The MOSFET also needs to be a logic-level type with a maximum threshold voltage, Vgs(th) of ≤2V.
So it sounds like as long as, to use DigiKey terms, [ Vgs(th) (Max) @ Id ] is at or below 2 V, the "logic level" spec is met. At that point, the [ Rds On (Max) ] needs to be at or below 27 mΩ -- but the lower it is, the less heat that is produced, and the more suitable it is for my use case.

Filtering by those two (and sorting on the latter), as well as filtering for THT, active part, in stock, and orderable in quantity of 1, we get [ this DigiKey search ], which has 26 results. Ignore the $119 guy, obviously.

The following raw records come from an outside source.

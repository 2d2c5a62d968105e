pub mod departure;
pub mod scene;
pub mod search;
pub mod waypoints;
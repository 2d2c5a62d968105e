use serde::{Deserialize, Serialize};
use std::str::FromStr;

use crate::{
    canvas::{TextDisplay, DISTANCE_ELEMENT_ID, TIME_ELEMENT_ID},
    error::{config_error, Error},
};

#[derive(Clone, Copy, Debug, Default, PartialEq, Eq, Serialize, Deserialize)]
#[serde(rename_all = "snake_case")]
pub enum Locale {
    #[default]
    En,
    Ja,
}

impl FromStr for Locale {
    type Err = Error;

    fn from_str(s: &str) -> Result<Self, Self::Err> {
        match s.trim().to_ascii_lowercase().as_str() {
            "en" => Ok(Locale::En),
            "ja" => Ok(Locale::Ja),
            other => Err(config_error(format!("unknown locale {:?}", other))),
        }
    }
}

fn split_minutes(minutes: f64) -> (u64, u64) {
    let total = if minutes.is_finite() && minutes > 0.0 {
        minutes.round() as u64
    } else {
        0
    };

    (total / 60, total % 60)
}

fn plural(count: u64, unit: &str) -> String {
    if count == 1 {
        format!("{} {}", count, unit)
    } else {
        format!("{} {}s", count, unit)
    }
}

pub fn format_duration(minutes: f64, locale: Locale) -> String {
    let (hours, minutes) = split_minutes(minutes);

    match (locale, hours, minutes) {
        (Locale::En, 0, 0) => "arrives immediately".into(),
        (Locale::En, 0, m) => plural(m, "minute"),
        (Locale::En, h, 0) => plural(h, "hour"),
        (Locale::En, h, m) => format!("{} {}", plural(h, "hour"), plural(m, "minute")),
        (Locale::Ja, 0, 0) => "すぐに到着します".into(),
        (Locale::Ja, 0, m) => format!("{}分", m),
        (Locale::Ja, h, 0) => format!("{}時間", h),
        (Locale::Ja, h, m) => format!("{}時間{}分", h, m),
    }
}

/// Kilometers with one decimal, halves rounded away from zero.
pub fn format_distance(meters: f64) -> String {
    let meters = if meters.is_finite() && meters > 0.0 {
        meters
    } else {
        0.0
    };
    let km = (meters / 100.0).round() / 10.0;
    format!("{:.1} km", km)
}

/// Writes duration and distance to the `time` and `dist` elements.
///
/// Both writes are attempted; the first failure is returned.
pub fn show_route_info<D: TextDisplay + ?Sized>(
    display: &mut D,
    minutes: f64,
    meters: f64,
    locale: Locale,
) -> Result<(), Error> {
    let duration = format_duration(minutes, locale);
    let time = display.set_text(TIME_ELEMENT_ID, &duration).map_err(|err| {
        tracing::error!("duration display unavailable: {}", err);
        err
    });

    let distance = format_distance(meters);
    let dist = display.set_text(DISTANCE_ELEMENT_ID, &distance).map_err(|err| {
        tracing::error!("distance display unavailable: {}", err);
        err
    });

    time.and(dist)
}

#[test]
fn english_durations() {
    assert_eq!(format_duration(0.0, Locale::En), "arrives immediately");
    assert_eq!(format_duration(0.4, Locale::En), "arrives immediately");
    assert_eq!(format_duration(1.0, Locale::En), "1 minute");
    assert_eq!(format_duration(42.0, Locale::En), "42 minutes");
    assert_eq!(format_duration(60.0, Locale::En), "1 hour");
    assert_eq!(format_duration(65.0, Locale::En), "1 hour 5 minutes");
    assert_eq!(format_duration(120.0, Locale::En), "2 hours");
    assert_eq!(format_duration(121.0, Locale::En), "2 hours 1 minute");
}

#[test]
fn minutes_round_before_splitting() {
    assert_eq!(format_duration(59.6, Locale::En), "1 hour");
    assert_eq!(format_duration(65.4, Locale::En), "1 hour 5 minutes");
    assert_eq!(format_duration(65.5, Locale::En), "1 hour 6 minutes");
}

#[test]
fn invalid_durations_read_as_immediate() {
    assert_eq!(format_duration(-5.0, Locale::En), "arrives immediately");
    assert_eq!(format_duration(f64::NAN, Locale::En), "arrives immediately");
}

#[test]
fn japanese_durations() {
    assert_eq!(format_duration(0.0, Locale::Ja), "すぐに到着します");
    assert_eq!(format_duration(5.0, Locale::Ja), "5分");
    assert_eq!(format_duration(120.0, Locale::Ja), "2時間");
    assert_eq!(format_duration(65.0, Locale::Ja), "1時間5分");
}

#[test]
fn distances_in_kilometers() {
    assert_eq!(format_distance(1500.0), "1.5 km");
    assert_eq!(format_distance(950.0), "1.0 km");
    assert_eq!(format_distance(949.0), "0.9 km");
    assert_eq!(format_distance(0.0), "0.0 km");
    assert_eq!(format_distance(12345.0), "12.3 km");
}

#[test]
fn invalid_distances_read_as_zero() {
    assert_eq!(format_distance(-20.0), "0.0 km");
    assert_eq!(format_distance(-1500.0), "0.0 km");
    assert_eq!(format_distance(f64::NAN), "0.0 km");
    assert_eq!(format_distance(f64::INFINITY), "0.0 km");
}

#[test]
fn locale_from_str() {
    assert_eq!("en".parse::<Locale>().unwrap(), Locale::En);
    assert_eq!(" JA ".parse::<Locale>().unwrap(), Locale::Ja);
    assert!("fr".parse::<Locale>().is_err());
}

#[test]
fn route_info_reaches_both_elements() {
    use crate::canvas::SceneCanvas;

    let mut canvas = SceneCanvas::default();
    show_route_info(&mut canvas, 65.0, 1500.0, Locale::En).unwrap();

    let scene = canvas.scene();
    assert_eq!(scene.texts[TIME_ELEMENT_ID], "1 hour 5 minutes");
    assert_eq!(scene.texts[DISTANCE_ELEMENT_ID], "1.5 km");
}

#[test]
fn missing_sink_is_reported() {
    use crate::canvas::SceneCanvas;
    use crate::error::MISSING_DISPLAY_SINK;

    let mut canvas = SceneCanvas::with_elements(&[TIME_ELEMENT_ID]);
    let err = show_route_info(&mut canvas, 65.0, 1500.0, Locale::En).unwrap_err();

    assert_eq!(err.code, MISSING_DISPLAY_SINK);
    assert_eq!(canvas.scene().texts[TIME_ELEMENT_ID], "1 hour 5 minutes");
}

#[test]
fn missing_time_sink_still_shows_distance() {
    use crate::canvas::SceneCanvas;
    use crate::error::MISSING_DISPLAY_SINK;

    let mut canvas = SceneCanvas::with_elements(&[DISTANCE_ELEMENT_ID]);
    let err = show_route_info(&mut canvas, 65.0, 1500.0, Locale::En).unwrap_err();

    assert_eq!(err.code, MISSING_DISPLAY_SINK);
    assert!(err.message.contains(TIME_ELEMENT_ID));
    assert_eq!(canvas.scene().texts[DISTANCE_ELEMENT_ID], "1.5 km");
}

#[test]
fn both_sinks_missing_reports_time_first() {
    use crate::canvas::SceneCanvas;

    let mut canvas = SceneCanvas::with_elements(&[]);
    let err = show_route_info(&mut canvas, 65.0, 1500.0, Locale::En).unwrap_err();

    assert!(err.message.contains(TIME_ELEMENT_ID));
}
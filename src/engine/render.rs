use crate::{
    canvas::{MapCanvas, TextDisplay},
    entities::{
        compute_bounds, Coordinates, Marker, Polyline, RouteResult, Viewport, Widget, WidgetId,
    },
    error::Error,
    format::{show_route_info, Locale},
};

pub struct Drawn {
    pub viewport: Option<Viewport>,
    pub display_error: Option<Error>,
}

/// Canvas plus the widgets the current route put on it.
pub struct View<S> {
    pub canvas: S,
    polyline: Option<WidgetId>,
    markers: Vec<WidgetId>,
}

impl<S> View<S>
where
    S: MapCanvas + TextDisplay,
{
    pub fn new(canvas: S) -> Self {
        Self {
            canvas,
            polyline: None,
            markers: vec![],
        }
    }

    pub fn clear_polyline(&mut self) {
        if let Some(id) = self.polyline.take() {
            if let Err(err) = self.canvas.remove_widget(id) {
                tracing::warn!("failed to remove previous polyline: {}", err);
            }
        }
    }

    fn clear_markers(&mut self) {
        for id in self.markers.drain(..) {
            if let Err(err) = self.canvas.remove_widget(id) {
                tracing::warn!("failed to remove previous marker: {}", err);
            }
        }
    }

    fn fit(&mut self, polyline: &[Coordinates], zoom_margin: f64) -> Option<Viewport> {
        if compute_bounds(polyline).is_err() {
            return None;
        }

        match self.canvas.adjust_zoom(polyline) {
            Ok(fitted) => {
                self.canvas.set_center(fitted.center);
                let zoom = self.canvas.set_zoom(fitted.zoom - zoom_margin);
                Some(Viewport {
                    center: fitted.center,
                    zoom,
                })
            }
            Err(err) => {
                tracing::warn!("could not fit viewport to route: {}", err);
                None
            }
        }
    }

    /// Only origin and destination get markers; intermediate stops are not drawn.
    fn place_markers(&mut self, waypoints: &[Coordinates]) -> Result<(), Error> {
        self.clear_markers();

        for (index, position) in waypoints.iter().enumerate() {
            let id = self
                .canvas
                .add_widget(Widget::Marker(Marker::numbered(*position, index + 1)))?;
            self.markers.push(id);
        }

        Ok(())
    }

    /// Fits the viewport, draws markers, texts and the polyline.
    pub fn render(
        &mut self,
        waypoints: &[Coordinates],
        route: &RouteResult,
        locale: Locale,
        zoom_margin: f64,
    ) -> Result<Drawn, Error> {
        let viewport = self.fit(&route.polyline, zoom_margin);

        self.place_markers(waypoints)?;

        let display_error = show_route_info(
            &mut self.canvas,
            route.duration_minutes,
            route.distance_meters,
            locale,
        )
        .err();

        let id = self
            .canvas
            .add_widget(Widget::Polyline(Polyline::new(route.polyline.clone())))?;
        self.polyline = Some(id);

        Ok(Drawn {
            viewport,
            display_error,
        })
    }
}

#[test]
fn reported_zoom_is_the_applied_one() {
    use crate::canvas::SceneCanvas;

    let origin = Coordinates::new(-60.0, -170.0);
    let destination = Coordinates::new(70.0, 170.0);
    let route = RouteResult::new(600.0, 20_000_000.0, vec![origin, destination]);

    let canvas = SceneCanvas::default();
    let mut view = View::new(canvas.clone());
    let drawn = view
        .render(&[origin, destination], &route, Locale::En, 0.5)
        .unwrap();

    let viewport = drawn.viewport.unwrap();
    assert_eq!(viewport.zoom, 4.5);
    assert_eq!(viewport.zoom, canvas.scene().zoom);
}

Result #3 is [ this guy ], with a mere 3.9 mΩ, almost a tenth of what it would take to maybe want a heatsink. Now, given the criteria, this appears to match VERY well -- I'd almost bet on it -- what say you? Is Result #3 that I linked to suitable? That guy almost sounds like he could handle 45 A, but let's not get crazy here -- 6 A is plenty, seriously, I'll revisit later should the need ever arise.

(And it probably won't)
 

crutschow

Joined Mar 14, 2008
38,503
Result #3 is [ this guy ], with a mere 3.9 mΩ, almost a tenth of what it would take to maybe want a heatsink. Now, given the criteria, this appears to match VERY well -- I'd almost bet on it -- what say you? Is Result #3 that I linked to suitable?
Yes, that would appear to be a good device for your needs.
It's low cost and should be able to carry at least 15A without a heatsink.